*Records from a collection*
Segment Open

// src/logging.rs

//! Logging setup for `seqflow` using `tracing` + `tracing-subscriber`.
//!
//! Priority for determining the log level:
//! 1. `--log-level` CLI flag (if provided)
//! 2. `SEQFLOW_LOG` environment variable (e.g. "info", "debug")
//! 3. default to `info`
//!
//! Logs are sent to STDERR; stdout is reserved for target listings and the
//! generated-files report.

use anyhow::Result;
use tracing_subscriber::fmt;

use crate::cli::LogLevel;

/// Initialise global logging subscriber.
///
/// Safe to call once at startup.
pub fn init_logging(cli_level: Option<LogLevel>) -> Result<()> {
    let level = match cli_level {
        Some(lvl) => level_from_log_level(lvl),
        None => std::env::var("SEQFLOW_LOG")
            .ok()
            .and_then(|s| parse_level_str(&s))
            .unwrap_or(tracing::Level::INFO),
    };

    fmt()
        .with_max_level(level)
        .with_target(true)
        .with_thread_ids(false)
        .with_thread_names(false)
        .with_writer(std::io::stderr)
        .init();

    Ok(())
}

fn level_from_log_level(lvl: LogLevel) -> tracing::Level {
    match lvl {
        LogLevel::Error => tracing::Level::ERROR,
        LogLevel::Warn => tracing::Level::WARN,
        LogLevel::Info => tracing::Level::INFO,
        LogLevel::Debug => tracing::Level::DEBUG,
        LogLevel::Trace => tracing::Level::TRACE,
    }
}

fn parse_level_str(s: &str) -> Option<tracing::Level> {
    match s.trim().to_lowercase().as_str() {
        "error" => Some(tracing::Level::ERROR),
        "warn" | "warning" => Some(tracing::Level::WARN),
        "info" => Some(tracing::Level::INFO),
        "debug" => Some(tracing::Level::DEBUG),
        "trace" => Some(tracing::Level::TRACE),
        _ => None,
    }
}
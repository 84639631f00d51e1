// src/fs/mock.rs

use std::collections::HashMap;
use std::path::{Path, PathBuf};
use std::sync::{Arc, Mutex};
use std::time::{Duration, SystemTime};

use anyhow::{anyhow, Result};

use super::FileSystem;

/// In-memory filesystem with explicit modification times.
///
/// Times are expressed as whole seconds past the epoch so tests can write
/// `fs.touch("a.bam", 10)` and reason about relative ages directly.
#[derive(Debug, Clone, Default)]
pub struct MockFileSystem {
    files: Arc<Mutex<HashMap<PathBuf, SystemTime>>>,
}

impl MockFileSystem {
    pub fn new() -> Self {
        Self::default()
    }

    /// Create or update a file with the given modification time.
    pub fn touch(&self, path: impl AsRef<Path>, mtime_secs: u64) {
        let mut files = self.files.lock().unwrap();
        files.insert(
            path.as_ref().to_path_buf(),
            SystemTime::UNIX_EPOCH + Duration::from_secs(mtime_secs),
        );
    }

    pub fn remove(&self, path: impl AsRef<Path>) {
        let mut files = self.files.lock().unwrap();
        files.remove(path.as_ref());
    }
}

impl FileSystem for MockFileSystem {
    fn exists(&self, path: &Path) -> bool {
        let files = self.files.lock().unwrap();
        files.contains_key(path)
    }

    fn mtime(&self, path: &Path) -> Result<SystemTime> {
        let files = self.files.lock().unwrap();
        files
            .get(path)
            .copied()
            .ok_or_else(|| anyhow!("file not found: {:?}", path))
    }
}
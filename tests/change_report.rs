// tests/change_report.rs

use std::path::PathBuf;

use seqflow::fs::MockFileSystem;
use seqflow::report::ChangeReporter;
use seqflow_test_utils::init_tracing;

fn paths(names: &[&str]) -> Vec<PathBuf> {
    names.iter().map(PathBuf::from).collect()
}

#[test]
fn reports_new_and_modified_files_in_order() {
    init_tracing();
    let fs = MockFileSystem::new();
    fs.touch("out/a.tsv", 1);
    fs.touch("out/c.tsv", 1);

    let expected = paths(&["out/a.tsv", "out/b.tsv", "out/c.tsv"]);
    let reporter = ChangeReporter::snapshot(&expected, &fs);

    // a is rewritten, b appears, c stays untouched.
    fs.touch("out/a.tsv", 5);
    fs.touch("out/b.tsv", 5);

    assert_eq!(
        reporter.changed_files(&fs),
        paths(&["out/a.tsv", "out/b.tsv"])
    );
}

#[test]
fn untouched_runs_report_nothing() {
    init_tracing();
    let fs = MockFileSystem::new();
    fs.touch("out/a.tsv", 3);
    fs.touch("out/b.tsv", 4);

    let expected = paths(&["out/a.tsv", "out/b.tsv"]);
    let reporter = ChangeReporter::snapshot(&expected, &fs);

    assert!(reporter.changed_files(&fs).is_empty());
}

#[test]
fn files_removed_after_the_snapshot_are_not_reported() {
    init_tracing();
    let fs = MockFileSystem::new();
    fs.touch("out/a.tsv", 3);

    let expected = paths(&["out/a.tsv", "out/b.tsv"]);
    let reporter = ChangeReporter::snapshot(&expected, &fs);

    fs.remove("out/a.tsv");

    assert!(reporter.changed_files(&fs).is_empty());
}
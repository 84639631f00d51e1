// src/exec/backend.rs

//! Pluggable executor backend abstraction.
//!
//! The runtime talks to an `ExecutorBackend` instead of a raw mpsc sender, so
//! tests can substitute an implementation that emits `TaskCompleted` events
//! without spawning real processes.
//!
//! - `RealExecutorBackend` forwards admitted commands over an mpsc channel to
//!   a background executor loop, which runs each command in its own Tokio
//!   task via [`super::task_runner`].

use std::future::Future;
use std::pin::Pin;

use anyhow::Context;
use tokio::sync::mpsc;
use tracing::{debug, info};

use crate::errors::Result;
use crate::exec::scheduler::ScheduledCommand;
use crate::exec::task_runner::run_task;
use crate::exec::RuntimeEvent;

/// Trait abstracting how admitted commands are executed.
pub trait ExecutorBackend: Send {
    /// Dispatch the given commands for execution.
    ///
    /// The implementation is free to:
    /// - spawn OS processes (production)
    /// - simulate completion and emit `RuntimeEvent`s (tests)
    fn spawn_ready_tasks(
        &mut self,
        commands: Vec<ScheduledCommand>,
    ) -> Pin<Box<dyn Future<Output = Result<()>> + Send + '_>>;
}

/// Real executor backend used in production.
pub struct RealExecutorBackend {
    tx: mpsc::Sender<ScheduledCommand>,
}

impl RealExecutorBackend {
    /// Create a new real executor backend wired to the given runtime event
    /// sender. This spawns the background executor loop immediately.
    pub fn new(runtime_tx: mpsc::Sender<RuntimeEvent>) -> Self {
        let tx = spawn_executor(runtime_tx);
        Self { tx }
    }
}

impl ExecutorBackend for RealExecutorBackend {
    fn spawn_ready_tasks(
        &mut self,
        commands: Vec<ScheduledCommand>,
    ) -> Pin<Box<dyn Future<Output = Result<()>> + Send + '_>> {
        // Clone the sender so the future doesn't borrow `self` across `await`.
        let tx = self.tx.clone();

        Box::pin(async move {
            for command in commands {
                tx.send(command)
                    .await
                    .context("executor loop is no longer running")?;
            }
            Ok(())
        })
    }
}

/// Spawn the background executor loop.
///
/// Each received command runs in its own Tokio task. The scheduler admits
/// every task at most once per run, so the loop needs no per-task dedup.
fn spawn_executor(runtime_tx: mpsc::Sender<RuntimeEvent>) -> mpsc::Sender<ScheduledCommand> {
    let (tx, mut rx) = mpsc::channel::<ScheduledCommand>(32);

    tokio::spawn(async move {
        info!("executor loop started");

        while let Some(command) = rx.recv().await {
            let rt_tx = runtime_tx.clone();
            let label = command.label.clone();
            tokio::spawn(async move {
                run_task(command, rt_tx).await;
                debug!(task = %label, "task runner future finished");
            });
        }

        info!("executor loop finished (channel closed)");
    });

    tx
}
// src/lib.rs

pub mod analysis;
pub mod branch;
pub mod cli;
pub mod config;
pub mod errors;
pub mod exec;
pub mod fs;
pub mod graph;
pub mod logging;
pub mod report;
pub mod samples;

use std::path::PathBuf;
use std::sync::Arc;

use anyhow::Result;
use tokio::sync::mpsc;
use tracing::{debug, info};

use crate::analysis::analyses_from_config;
use crate::cli::CliArgs;
use crate::config::load_and_validate;
use crate::errors::PipelineError;
use crate::exec::{
    RealExecutorBackend, ResourceBudget, RunSummary, Runtime, RuntimeEvent, Scheduler,
};
use crate::fs::{FileSystem, RealFileSystem};
use crate::graph::{
    build_catalog, build_graph, prune, required_files, Layout, TargetCatalog, DEFAULT_TARGET,
    HELP_TARGET,
};
use crate::report::ChangeReporter;
use crate::samples::SampleRegistry;

/// Environment variable marking a from-source checkout, which changes where
/// static report assets are looked up.
pub const UNINSTALLED_ENV: &str = "SEQFLOW_UNINSTALLED";

/// High-level entry point used by `main.rs`.
///
/// This wires together:
/// - config loading and validation
/// - branch resolution and catalog expansion
/// - target resolution and graph pruning
/// - scheduler / runtime / executor
/// - Ctrl-C handling
/// - the post-run generated-files report
pub async fn run(args: CliArgs) -> Result<()> {
    let config_path = PathBuf::from(&args.config);
    let cfg = load_and_validate(&config_path)?;

    let samples = SampleRegistry::from_config(&cfg.sample)?;
    let branches = branch::resolve(&cfg)?;
    let analyses = analyses_from_config(&cfg);
    let layout = Layout::new(&cfg, &branches);

    let uninstalled = std::env::var_os(UNINSTALLED_ENV).is_some();
    let catalog = build_catalog(
        &cfg,
        &branches,
        &layout,
        &samples,
        &analyses,
        &config_path,
        uninstalled,
    );
    let target_catalog = TargetCatalog::build(&layout, &branches, &samples, &analyses);

    let requested = requested_targets(&args, &cfg);
    info!(targets = ?requested, "resolving requested targets");

    if requested.iter().any(|t| t == HELP_TARGET) {
        print_targets(&target_catalog);
    }

    let graph = build_graph(&catalog, &layout, &samples, &analyses)?;
    let required = required_files(&target_catalog, &requested, &layout)?;
    let pruned = prune(&graph, &required);

    debug!(
        tasks = graph.len(),
        in_run = pruned.len(),
        required_files = required.len(),
        "task graph ready"
    );

    if args.dry_run {
        print_dry_run(&graph, &pruned);
        return Ok(());
    }

    let fs: Arc<dyn FileSystem> = Arc::new(RealFileSystem);
    let reporter = ChangeReporter::snapshot(&required, fs.as_ref());

    let budget = ResourceBudget {
        memory_mb: cfg.execution.total_memory_mb,
        threads: cfg.execution.total_threads,
    };
    let scheduler = Scheduler::new(Arc::new(graph), pruned, budget, fs.clone());

    let (rt_tx, rt_rx) = mpsc::channel::<RuntimeEvent>(64);
    let executor = RealExecutorBackend::new(rt_tx.clone());

    // Ctrl-C → graceful shutdown.
    {
        let tx = rt_tx.clone();
        tokio::spawn(async move {
            if let Err(e) = tokio::signal::ctrl_c().await {
                eprintln!("failed to listen for Ctrl+C: {e}");
                return;
            }
            let _ = tx.send(RuntimeEvent::ShutdownRequested).await;
        });
    }

    let runtime = Runtime::new(scheduler, rt_rx, executor);
    let summary = runtime.run().await?;

    report_summary(&summary, &reporter, fs.as_ref())
}

/// Targets from the command line, falling back to `[execution].targets`,
/// falling back to the default target.
fn requested_targets(args: &CliArgs, cfg: &config::ConfigFile) -> Vec<String> {
    if !args.targets.is_empty() {
        return args.targets.clone();
    }
    if !cfg.execution.targets.is_empty() {
        return cfg.execution.targets.clone();
    }
    vec![DEFAULT_TARGET.to_string()]
}

fn print_targets(catalog: &TargetCatalog) {
    println!("available targets:");
    for group in catalog.iter() {
        println!("  {}", group.name);
        println!("      {}", group.description);
    }
    println!();
}

/// Dry-run output: the tasks that would run, with commands.
fn print_dry_run(graph: &graph::TaskGraph, pruned: &[graph::TaskId]) {
    println!("seqflow dry-run");
    println!();
    println!("tasks ({}):", pruned.len());
    for &id in pruned {
        let node = graph.node(id);
        println!("  - {}", node.label());
        println!("      cmd: {}", node.cmd);
        if !node.deps.is_empty() {
            let deps: Vec<String> = node
                .deps
                .iter()
                .map(|&dep| graph.node(dep).label())
                .collect();
            println!("      after: {deps:?}");
        }
    }

    debug!("dry-run complete (no execution)");
}

fn report_summary(
    summary: &RunSummary,
    reporter: &ChangeReporter,
    fs: &dyn FileSystem,
) -> Result<()> {
    info!(
        executed = summary.executed.len(),
        skipped = summary.skipped.len(),
        failed = summary.failed.len(),
        cancelled = summary.cancelled.len(),
        "run finished"
    );

    if summary.is_success() {
        let changed = reporter.changed_files(fs);
        if changed.is_empty() {
            println!("Nothing to be done: all requested files are up to date.");
        } else {
            println!("The following files have been generated:");
            for file in changed {
                println!("  {}", file.display());
            }
        }
        return Ok(());
    }

    if summary.interrupted {
        return Err(
            PipelineError::TaskExecutionError("run interrupted before all tasks finished".into())
                .into(),
        );
    }

    let mut lines = Vec::new();
    for (label, reason) in summary.failed.iter() {
        lines.push(format!("  {label}: {reason}"));
    }
    for label in summary.cancelled.iter() {
        lines.push(format!("  {label}: cancelled due to upstream failure"));
    }
    Err(PipelineError::TaskExecutionError(format!(
        "{} task(s) did not complete:\n{}",
        lines.len(),
        lines.join("\n")
    ))
    .into())
}
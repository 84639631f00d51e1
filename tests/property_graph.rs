// tests/property_graph.rs

//! Property tests over randomly shaped sample sets and branch selections.

use std::sync::Arc;

use proptest::prelude::*;

use seqflow::config::ConfigFile;
use seqflow::exec::{ResourceBudget, Scheduler};
use seqflow::fs::MockFileSystem;
use seqflow::graph::{prune, DEFAULT_TARGET};
use seqflow_test_utils::builders::{ConfigBuilder, PipelineFixture};

/// A config with 1..=6 samples of random read layout and a random branch
/// selection.
fn config_strategy() -> impl Strategy<Value = ConfigFile> {
    (
        proptest::collection::vec(any::<bool>(), 1..=6),
        prop_oneof![Just("star"), Just("hisat2")],
        prop_oneof![Just("bamCoverage"), Just("megadepth")],
    )
        .prop_map(|(layouts, mapper, coverage)| {
            let mut builder = ConfigBuilder::new().mapper(mapper).coverage_tool(coverage);
            for (i, paired) in layouts.into_iter().enumerate() {
                let name = format!("sample_{i}");
                builder = if paired {
                    builder.paired_sample(&name, "a")
                } else {
                    builder.single_sample(&name, "a")
                };
            }
            builder.build()
        })
}

proptest! {
    #[test]
    fn graphs_always_build_acyclically(cfg in config_strategy()) {
        let fixture = PipelineFixture::from_config(cfg);
        // build_graph runs the toposort check internally.
        let graph = fixture.graph();
        prop_assert!(!graph.is_empty());
    }

    #[test]
    fn per_sample_rules_scale_with_the_sample_count(cfg in config_strategy()) {
        let n = cfg.sample.len();
        let fixture = PipelineFixture::from_config(cfg);
        let graph = fixture.graph();

        for rule in ["salmon_quant", "index_bam", "count_reads"] {
            let count = graph.nodes().iter().filter(|t| t.rule == rule).count();
            prop_assert_eq!(count, n, "rule {}", rule);
        }

        let trims = graph
            .nodes()
            .iter()
            .filter(|t| t.rule.starts_with("trim_qc_reads"))
            .count();
        prop_assert_eq!(trims, n);
    }

    #[test]
    fn required_files_resolve_to_producers(cfg in config_strategy()) {
        let fixture = PipelineFixture::from_config(cfg);
        let graph = fixture.graph();

        let once = fixture.required(&[DEFAULT_TARGET]);
        let twice = fixture.required(&[DEFAULT_TARGET, DEFAULT_TARGET]);
        prop_assert_eq!(&once, &twice);

        for file in once.iter() {
            prop_assert!(graph.producer_of(file).is_some(), "{}", file.display());
        }
    }

    #[test]
    fn an_up_to_date_tree_schedules_nothing(cfg in config_strategy()) {
        let fixture = PipelineFixture::from_config(cfg);
        let graph = Arc::new(fixture.graph());
        let required = fixture.required(&[DEFAULT_TARGET]);
        let pruned = prune(&graph, &required);

        // Same mtime everywhere counts as fresh.
        let fs = MockFileSystem::new();
        for &id in pruned.iter() {
            let node = graph.node(id);
            for path in node.inputs.iter().chain(node.outputs.iter()) {
                fs.touch(path, 5);
            }
        }

        let budget = ResourceBudget { memory_mb: 1 << 20, threads: 1 << 10 };
        let total = pruned.len();
        let mut scheduler = Scheduler::new(graph, pruned, budget, Arc::new(fs));
        let step = scheduler.start();

        prop_assert!(step.to_dispatch.is_empty());
        prop_assert!(step.finished);
        prop_assert_eq!(
            scheduler.labels_in_state(seqflow::exec::NodeState::Skipped).len(),
            total
        );
    }
}
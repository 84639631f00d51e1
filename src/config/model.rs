// src/config/model.rs

use std::collections::BTreeMap;
use std::path::PathBuf;

use serde::Deserialize;

/// Top-level configuration as read from a TOML file.
///
/// ```toml
/// [locations]
/// genome_fasta = "genome.fa"
/// cdna_fasta = "cdna.fa"
/// gtf_file = "genes.gtf"
/// reads_dir = "reads"
/// output_dir = "output"
///
/// [mapping]
/// mapper = "star"
/// genome_build = "hg38"
///
/// [coverage]
/// tool = "bamCoverage"
///
/// [analysis.treated_vs_control]
/// description = "Treated against control."
/// case_sample_groups = "treated"
/// control_sample_groups = "control"
///
/// [[sample]]
/// name = "sampleA"
/// reads = "sampleA_R1.fastq.gz"
/// reads2 = "sampleA_R2.fastq.gz"
/// group = "treated"
/// ```
///
/// Sections other than `[locations]` and `[[sample]]` are optional and have
/// reasonable defaults.
#[derive(Debug, Clone, Deserialize)]
pub struct RawConfigFile {
    /// Input/output filesystem locations from `[locations]`.
    pub locations: Locations,

    /// Mapping-tool branch selection from `[mapping]`.
    #[serde(default)]
    pub mapping: MappingSection,

    /// Coverage-tool branch selection from `[coverage]`.
    #[serde(default)]
    pub coverage: CoverageSection,

    /// Quantification granularity selection from `[quantification]`.
    #[serde(default)]
    pub quantification: QuantificationSection,

    /// Execution budgets, default targets and per-rule resources.
    #[serde(default)]
    pub execution: ExecutionSection,

    /// External tool executables from `[tools.<name>]`.
    #[serde(default)]
    pub tools: BTreeMap<String, ToolConfig>,

    /// Report rendering defaults from `[report]`.
    #[serde(default)]
    pub report: ReportSection,

    /// Downstream comparison definitions from `[analysis.<name>]`.
    #[serde(default)]
    pub analysis: BTreeMap<String, AnalysisConfig>,

    /// Sample records from `[[sample]]`, in sheet order.
    #[serde(default)]
    pub sample: Vec<SampleConfig>,
}

/// Validated configuration.
///
/// Constructed from [`RawConfigFile`] via `TryFrom`, which runs the semantic
/// checks in `config::validate`.
#[derive(Debug, Clone)]
pub struct ConfigFile {
    pub locations: Locations,
    pub mapping: MappingSection,
    pub coverage: CoverageSection,
    pub quantification: QuantificationSection,
    pub execution: ExecutionSection,
    pub tools: BTreeMap<String, ToolConfig>,
    pub report: ReportSection,
    pub analysis: BTreeMap<String, AnalysisConfig>,
    pub sample: Vec<SampleConfig>,
}

impl ConfigFile {
    /// Construct without validation. Used by `TryFrom<RawConfigFile>` after
    /// the raw config has been checked.
    pub(crate) fn new_unchecked(raw: RawConfigFile) -> Self {
        Self {
            locations: raw.locations,
            mapping: raw.mapping,
            coverage: raw.coverage,
            quantification: raw.quantification,
            execution: raw.execution,
            tools: raw.tools,
            report: raw.report,
            analysis: raw.analysis,
            sample: raw.sample,
        }
    }

    /// Resolved command prefix for an external tool: `executable` plus
    /// `args` from `[tools.<name>]`, falling back to the tool name itself
    /// when the section is absent.
    pub fn tool(&self, name: &str) -> String {
        match self.tools.get(name) {
            Some(t) if t.args.is_empty() => t.executable.clone(),
            Some(t) => format!("{} {}", t.executable, t.args),
            None => name.to_string(),
        }
    }
}

/// `[locations]` section.
#[derive(Debug, Clone, Deserialize)]
pub struct Locations {
    pub genome_fasta: PathBuf,
    pub cdna_fasta: PathBuf,
    pub gtf_file: PathBuf,
    pub reads_dir: PathBuf,
    pub output_dir: PathBuf,

    /// Directory holding the helper scripts invoked by report/count rules.
    #[serde(default = "default_scripts_dir")]
    pub scripts_dir: PathBuf,

    /// Directory holding static assets (report logo).
    #[serde(default = "default_data_dir")]
    pub data_dir: PathBuf,
}

fn default_scripts_dir() -> PathBuf {
    PathBuf::from("scripts")
}

fn default_data_dir() -> PathBuf {
    PathBuf::from("share")
}

/// `[mapping]` section.
#[derive(Debug, Clone, Deserialize)]
pub struct MappingSection {
    /// `"star"` or `"hisat2"`.
    #[serde(default = "default_mapper")]
    pub mapper: String,

    /// Genome build tag used in index file names (e.g. `"hg38"`).
    #[serde(default = "default_genome_build")]
    pub genome_build: String,
}

fn default_mapper() -> String {
    "star".to_string()
}

fn default_genome_build() -> String {
    "genome".to_string()
}

impl Default for MappingSection {
    fn default() -> Self {
        Self {
            mapper: default_mapper(),
            genome_build: default_genome_build(),
        }
    }
}

/// `[coverage]` section.
#[derive(Debug, Clone, Deserialize)]
pub struct CoverageSection {
    /// `"bamCoverage"` or `"megadepth"`.
    #[serde(default = "default_coverage_tool")]
    pub tool: String,
}

fn default_coverage_tool() -> String {
    "bamCoverage".to_string()
}

impl Default for CoverageSection {
    fn default() -> Self {
        Self {
            tool: default_coverage_tool(),
        }
    }
}

/// `[quantification]` section.
#[derive(Debug, Clone, Deserialize)]
pub struct QuantificationSection {
    /// Any non-empty subset of `"transcripts"` and `"genes"`.
    #[serde(default = "default_quant_levels")]
    pub levels: Vec<String>,
}

fn default_quant_levels() -> Vec<String> {
    vec!["transcripts".to_string(), "genes".to_string()]
}

impl Default for QuantificationSection {
    fn default() -> Self {
        Self {
            levels: default_quant_levels(),
        }
    }
}

/// `[execution]` section: global budgets, default targets and per-rule
/// resource reservations under `[execution.rules.<rule>]`.
#[derive(Debug, Clone, Deserialize)]
pub struct ExecutionSection {
    /// Target groups to build when none are given on the command line.
    #[serde(default)]
    pub targets: Vec<String>,

    /// Global memory budget shared by all concurrently running tasks.
    #[serde(default = "default_total_memory_mb")]
    pub total_memory_mb: u64,

    /// Global thread budget shared by all concurrently running tasks.
    #[serde(default = "default_total_threads")]
    pub total_threads: u32,

    /// Per-rule overrides of the default reservation.
    #[serde(default)]
    pub rules: BTreeMap<String, RuleResources>,
}

fn default_total_memory_mb() -> u64 {
    16384
}

fn default_total_threads() -> u32 {
    8
}

impl Default for ExecutionSection {
    fn default() -> Self {
        Self {
            targets: Vec::new(),
            total_memory_mb: default_total_memory_mb(),
            total_threads: default_total_threads(),
            rules: BTreeMap::new(),
        }
    }
}

impl ExecutionSection {
    /// Reservation for a rule, falling back to the default when no
    /// `[execution.rules.<rule>]` section exists.
    pub fn rule_resources(&self, rule: &str) -> RuleResources {
        self.rules.get(rule).cloned().unwrap_or_default()
    }
}

/// `[execution.rules.<rule>]` section.
#[derive(Debug, Clone, Deserialize)]
pub struct RuleResources {
    #[serde(default = "default_rule_memory_mb")]
    pub memory_mb: u64,

    #[serde(default = "default_rule_threads")]
    pub threads: u32,
}

fn default_rule_memory_mb() -> u64 {
    1024
}

fn default_rule_threads() -> u32 {
    1
}

impl Default for RuleResources {
    fn default() -> Self {
        Self {
            memory_mb: default_rule_memory_mb(),
            threads: default_rule_threads(),
        }
    }
}

/// `[tools.<name>]` section.
#[derive(Debug, Clone, Deserialize)]
pub struct ToolConfig {
    pub executable: String,

    #[serde(default)]
    pub args: String,
}

/// `[report]` section.
#[derive(Debug, Clone, Deserialize)]
pub struct ReportSection {
    /// Default for per-analysis `self_contained` when unspecified.
    #[serde(default = "default_self_contained")]
    pub self_contained: bool,
}

fn default_self_contained() -> bool {
    true
}

impl Default for ReportSection {
    fn default() -> Self {
        Self {
            self_contained: default_self_contained(),
        }
    }
}

/// `[analysis.<name>]` section.
#[derive(Debug, Clone, Deserialize)]
pub struct AnalysisConfig {
    pub description: String,
    pub case_sample_groups: String,
    pub control_sample_groups: String,

    /// Defaults to no covariates.
    #[serde(default)]
    pub covariates: Option<String>,

    /// Falls back to `[report].self_contained`.
    #[serde(default)]
    pub self_contained: Option<bool>,
}

/// `[[sample]]` table.
///
/// `name` is mandatory; `reads`/`reads2` determine the read layout; any
/// further keys are opaque grouping attributes reachable only through
/// `SampleRegistry::lookup`.
#[derive(Debug, Clone, Deserialize)]
pub struct SampleConfig {
    pub name: String,

    #[serde(default)]
    pub reads: Option<String>,

    #[serde(default)]
    pub reads2: Option<String>,

    #[serde(flatten)]
    pub extra: BTreeMap<String, String>,
}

Segment Closed

*EXERCISE INSTRUCTIONS*
Among the records above, how many lines carry the string "when"? Reply with the number alone.

*PROBLEM SOLUTION*
4